しかしながら、事実として異世界アニメはたくさん作られ続けている。それは事業として成り立つからであり、確実に需要が存在しているということだ。では、いかなるビジネス的な合理性にもとづいているのか。検証してみたい。
静かに観られている異世界アニメ
アニメ配信の有力サービスの1つであるdアニメストアの人気ランキングを見ると、上位には異世界アニメが多数ランクインしているのがわかる(※1)。
むしろ、このサイトにおいては最大人気のジャンルとも思えてくる。Netflixの視聴ランクで上位に顔を出すのは人気マンガを原作とした作品が多いが、この結果は意外にもこれはdアニメストアだけの傾向ではない。U-NEXTでもある程度似通った傾向がある(※2)。
テレビアニメの録画による視聴データを分析しているREGZAの「みるコレ」によると、2025年の秋アニメ(10月〜12月)の新規作品の視聴ランク1位から10位まで、異世界アニメが独占したそうだ(※3)。
みるコレ編集部はこの結果を受けて、「ネットでは目立たないものの、静かに、しかし確実に多くの視聴者に支持されている――それが異世界アニメの現在地です」と結論づけている。
どうやら、国内において異世界アニメは一定の層に静かに継続して視聴され続けているという実態がありそうだ。
では、海外市場はどうか。『アニメ産業レポート』(日本動画協会)の発表にもある通り、日本アニメの海外市場規模は国内を超えており、ビジネスの主戦場は海の向こうになりつつある。
異世界アニメの数やそのあり方については、海外のアニメファンの間でもよく議論されている。そのほとんどは、日本国内でのネット記事やSNSでの議論と同じようなものだ。しかし、やはり、海外においても異世界アニメは確実に見られている。
海外のアニメ情報サイト「Anime News Network」は2025年1月に大規模な異世界アニメの現状についての記事を掲載している(※4)。
この記事によると、海外における人気ジャンルのトップは「Action」で、「Isekai」はそれに次ぐ2位だという。その人気を反映するように、クランチロールの2025年第1四半期のラインナップで吹替作品の40%が異世界アニメであったと指摘している。
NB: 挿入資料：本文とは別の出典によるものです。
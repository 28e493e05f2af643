use crate::core::participant::ParticipantId;
use crate::error::{ExpenseDefect, Result, SettleError};
use rust_decimal::Decimal;
use serde::{Deserialize, Serialize};

/// One payment event: somebody paid `amount` on behalf of everyone in
/// `involved`, who share it equally.
///
/// The payer may or may not be listed in `involved`. A participant listed
/// twice carries two shares.
///
/// Construction never fails; [`Expense::validate`] reports whether the
/// record can be settled. Missing JSON fields deserialize to blank values
/// so that they are reported as defects rather than parse errors.
///
/// # Examples
///
/// ```
/// use split_settle::core::expense::Expense;
/// use rust_decimal_macros::dec;
///
/// let dinner = Expense::new("Alice", dec!(90), ["Alice", "Bob", "Carol"]);
/// assert!(dinner.validate().is_ok());
/// assert_eq!(dinner.split_amount(), Some(dec!(30)));
/// ```
#[derive(Debug, Clone, Default, PartialEq, Eq, Serialize, Deserialize)]
#[serde(default)]
pub struct Expense {
    /// Who paid.
    payer: ParticipantId,
    /// Total cost.
    amount: Decimal,
    /// Who shares the cost.
    involved: Vec<ParticipantId>,
}

impl Expense {
    pub fn new<P, I>(payer: impl Into<ParticipantId>, amount: Decimal, involved: I) -> Self
    where
        I: IntoIterator<Item = P>,
        P: Into<ParticipantId>,
    {
        Self {
            payer: payer.into(),
            amount,
            involved: involved.into_iter().map(Into::into).collect(),
        }
    }

    /// Check the record against the rules every settled expense obeys.
    pub fn validate(&self) -> std::result::Result<(), ExpenseDefect> {
        if self.payer.is_blank() {
            return Err(ExpenseDefect::MissingPayer);
        }
        if self.amount <= Decimal::ZERO {
            return Err(ExpenseDefect::NonPositiveAmount(self.amount));
        }
        if self.involved.is_empty() {
            return Err(ExpenseDefect::NoParticipants);
        }
        if let Some(position) = self.involved.iter().position(ParticipantId::is_blank) {
            return Err(ExpenseDefect::BlankParticipant { position });
        }
        Ok(())
    }

    /// Each participant's share, or `None` when nobody is involved.
    pub fn split_amount(&self) -> Option<Decimal> {
        if self.involved.is_empty() {
            return None;
        }
        Some(self.amount / Decimal::from(self.involved.len()))
    }

    pub fn payer(&self) -> &ParticipantId {
        &self.payer
    }

    pub fn amount(&self) -> Decimal {
        self.amount
    }

    pub fn involved(&self) -> &[ParticipantId] {
        &self.involved
    }
}

/// An ordered batch of expenses submitted for settlement.
///
/// Serializes as a bare JSON array.
#[derive(Debug, Clone, Default, PartialEq, Eq, Serialize, Deserialize)]
#[serde(transparent)]
pub struct ExpenseSet {
    expenses: Vec<Expense>,
}

impl ExpenseSet {
    pub fn new() -> Self {
        Self {
            expenses: Vec::new(),
        }
    }

    pub fn add(&mut self, expense: Expense) {
        self.expenses.push(expense);
    }

    pub fn expenses(&self) -> &[Expense] {
        &self.expenses
    }

    pub fn len(&self) -> usize {
        self.expenses.len()
    }

    pub fn is_empty(&self) -> bool {
        self.expenses.is_empty()
    }

    /// Validate every record, failing on the first bad one.
    pub fn validate(&self) -> Result<()> {
        for (index, expense) in self.expenses.iter().enumerate() {
            expense
                .validate()
                .map_err(|defect| SettleError::InvalidExpense { index, defect })?;
        }
        Ok(())
    }

    /// Sum of all amounts paid.
    pub fn total_spent(&self) -> Decimal {
        self.expenses.iter().map(Expense::amount).sum()
    }

    /// Every participant mentioned as payer or sharer, sorted and deduplicated.
    pub fn participants(&self) -> Vec<ParticipantId> {
        let mut participants: Vec<ParticipantId> = self
            .expenses
            .iter()
            .flat_map(|e| std::iter::once(e.payer()).chain(e.involved()))
            .cloned()
            .collect();
        participants.sort();
        participants.dedup();
        participants
    }
}

impl FromIterator<Expense> for ExpenseSet {
    fn from_iter<T: IntoIterator<Item = Expense>>(iter: T) -> Self {
        Self {
            expenses: iter.into_iter().collect(),
        }
    }
}

impl From<Vec<Expense>> for ExpenseSet {
    fn from(expenses: Vec<Expense>) -> Self {
        Self { expenses }
    }
}

#[cfg(test)]
mod tests {
    use super::*;
    use rust_decimal_macros::dec;

    #[test]
    fn test_expense_creation() {
        let e = Expense::new("A", dec!(100), ["A", "B"]);
        assert_eq!(e.payer().as_str(), "A");
        assert_eq!(e.amount(), dec!(100));
        assert_eq!(e.involved().len(), 2);
        assert_eq!(e.split_amount(), Some(dec!(50)));
    }

    #[test]
    fn test_expense_zero_amount_rejected() {
        let e = Expense::new("A", Decimal::ZERO, ["B"]);
        assert_eq!(
            e.validate(),
            Err(ExpenseDefect::NonPositiveAmount(Decimal::ZERO))
        );
    }

    #[test]
    fn test_expense_negative_amount_rejected() {
        let e = Expense::new("A", dec!(-10), ["B"]);
        assert!(matches!(
            e.validate(),
            Err(ExpenseDefect::NonPositiveAmount(_))
        ));
    }

    #[test]
    fn test_expense_without_participants() {
        let e = Expense::new("A", dec!(10), Vec::<&str>::new());
        assert_eq!(e.validate(), Err(ExpenseDefect::NoParticipants));
        assert_eq!(e.split_amount(), None);
    }

    #[test]
    fn test_expense_blank_payer_and_participant() {
        let e = Expense::new(" ", dec!(10), ["B"]);
        assert_eq!(e.validate(), Err(ExpenseDefect::MissingPayer));

        let e = Expense::new("A", dec!(10), ["B", ""]);
        assert_eq!(
            e.validate(),
            Err(ExpenseDefect::BlankParticipant { position: 1 })
        );
    }

    #[test]
    fn test_missing_json_fields_become_defects() {
        let e: Expense = serde_json::from_str(r#"{"amount": 12}"#).unwrap();
        assert_eq!(e.validate(), Err(ExpenseDefect::MissingPayer));

        let e: Expense = serde_json::from_str(r#"{"payer": "A", "involved": ["B"]}"#).unwrap();
        assert_eq!(
            e.validate(),
            Err(ExpenseDefect::NonPositiveAmount(Decimal::ZERO))
        );
    }

    #[test]
    fn test_amount_accepts_number_or_string() {
        let a: Expense =
            serde_json::from_str(r#"{"payer": "A", "amount": 42, "involved": ["B"]}"#).unwrap();
        let b: Expense =
            serde_json::from_str(r#"{"payer": "A", "amount": "42", "involved": ["B"]}"#).unwrap();
        assert_eq!(a.amount(), dec!(42));
        assert_eq!(a, b);
    }

    #[test]
    fn test_set_validate_reports_index() {
        let set: ExpenseSet = vec![
            Expense::new("A", dec!(10), ["B"]),
            Expense::new("B", dec!(10), Vec::<&str>::new()),
        ]
        .into();
        assert_eq!(
            set.validate(),
            Err(SettleError::InvalidExpense {
                index: 1,
                defect: ExpenseDefect::NoParticipants,
            })
        );
    }

    #[test]
    fn test_set_totals_and_participants() {
        let mut set = ExpenseSet::new();
        set.add(Expense::new("B", dec!(100), ["A", "B"]));
        set.add(Expense::new("C", dec!(200.50), ["A"]));
        assert_eq!(set.len(), 2);
        assert_eq!(set.total_spent(), dec!(300.50));
        let participants = set.participants();
        let names: Vec<&str> = participants.iter().map(|p| p.as_str()).collect();
        assert_eq!(names, ["A", "B", "C"]);
    }

    #[test]
    fn test_set_is_bare_json_array() {
        let set: ExpenseSet =
            serde_json::from_str(r#"[{"payer": "A", "amount": 5, "involved": ["A", "B"]}]"#)
                .unwrap();
        assert_eq!(set.len(), 1);
        assert!(serde_json::to_string(&set).unwrap().starts_with('['));
    }
}
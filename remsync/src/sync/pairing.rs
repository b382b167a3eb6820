use std::cmp::Ordering;

use super::transfer_file::{TransferFile, compare_paths};

/// One relative path with whatever each side has for it.
#[derive(Debug, Clone, PartialEq, Eq)]
pub struct FilePair {
    pub remote: Option<TransferFile>,
    pub local: Option<TransferFile>,
}

impl FilePair {
    pub fn path(&self) -> &str {
        self.remote
            .as_ref()
            .or(self.local.as_ref())
            .map(|file| file.path.as_str())
            .unwrap_or_default()
    }
}

/// Merge-joins the remote and local listings by path.
///
/// Both inputs must already be free of duplicate paths. The project root is
/// synchronized on its own and never appears in the output.
pub fn pair_files(remote: Vec<TransferFile>, local: Vec<TransferFile>) -> Vec<FilePair> {
    let remote = sorted_without_root(remote);
    let local = sorted_without_root(local);

    let mut pairs = Vec::with_capacity(remote.len().max(local.len()));
    let mut remote = remote.into_iter().peekable();
    let mut local = local.into_iter().peekable();

    loop {
        let order = match (remote.peek(), local.peek()) {
            (None, None) => break,
            (Some(_), None) => Ordering::Less,
            (None, Some(_)) => Ordering::Greater,
            (Some(r), Some(l)) => compare_paths(&r.path, &l.path),
        };
        let pair = match order {
            Ordering::Less => FilePair {
                remote: remote.next(),
                local: None,
            },
            Ordering::Greater => FilePair {
                remote: None,
                local: local.next(),
            },
            Ordering::Equal => FilePair {
                remote: remote.next(),
                local: local.next(),
            },
        };
        pairs.push(pair);
    }

    pairs
}

fn sorted_without_root(mut files: Vec<TransferFile>) -> Vec<TransferFile> {
    files.retain(|file| !file.is_root());
    files.sort_by(|a, b| compare_paths(&a.path, &b.path));
    files
}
また同サイトは、しばしば量産されすぎだと指摘されることがあるにもかかわらず、データ上では、供給過多による価値低下の水準にはまだ達していないとしている。むしろ、『俺だけレベルアップな件(俺レべ)』のような世界的成功作が出てきたこともあり、異世界アニメの需要はさらに伸びる可能性も示唆している。
誰が異世界アニメを観ているのか
異世界アニメを視聴するのはどんな層なのか。前述したみるコレ編集部では、世代別に人気作品の傾向を分析しており、M2層(男性34〜49歳)、M3層(男性50歳以上)が顕著に異世界アニメの人気が上昇することをデータから読み解いている(※5)。
また海外においても、Anime News Networkの調査によれば、異世界アニメの視聴層は65%が男性で、平均年齢は29.2歳でアニメ全体のファンの平均年齢より10歳上だそうだ。
また、同サイトでは、異世界アニメファンは、アニメ視聴歴が長い人が多く、視聴本数も多い傾向があるという。これは、コアなアニメファンが異世界アニメを視聴していると推察できるが、おそらく異世界アニメだけを観ているわけではなく、異世界アニメ「も」観ているのだと思われる。
その代わり、グッズの購買意欲は比較的低いとされ、熱狂度合いは高くない傾向にあるようだ。シーズンに配信される様々なアニメを観る一環として異世界アニメにも目を通すというタイプなのかもしれない(※6)
この層は比較的可処分所得が高い層で、趣味にかけるお金もそれなりに持っていると思うが、グッズなどの購買意欲が低いというのは、事業的な側面ではまだ開拓の余地があるといえそうだ。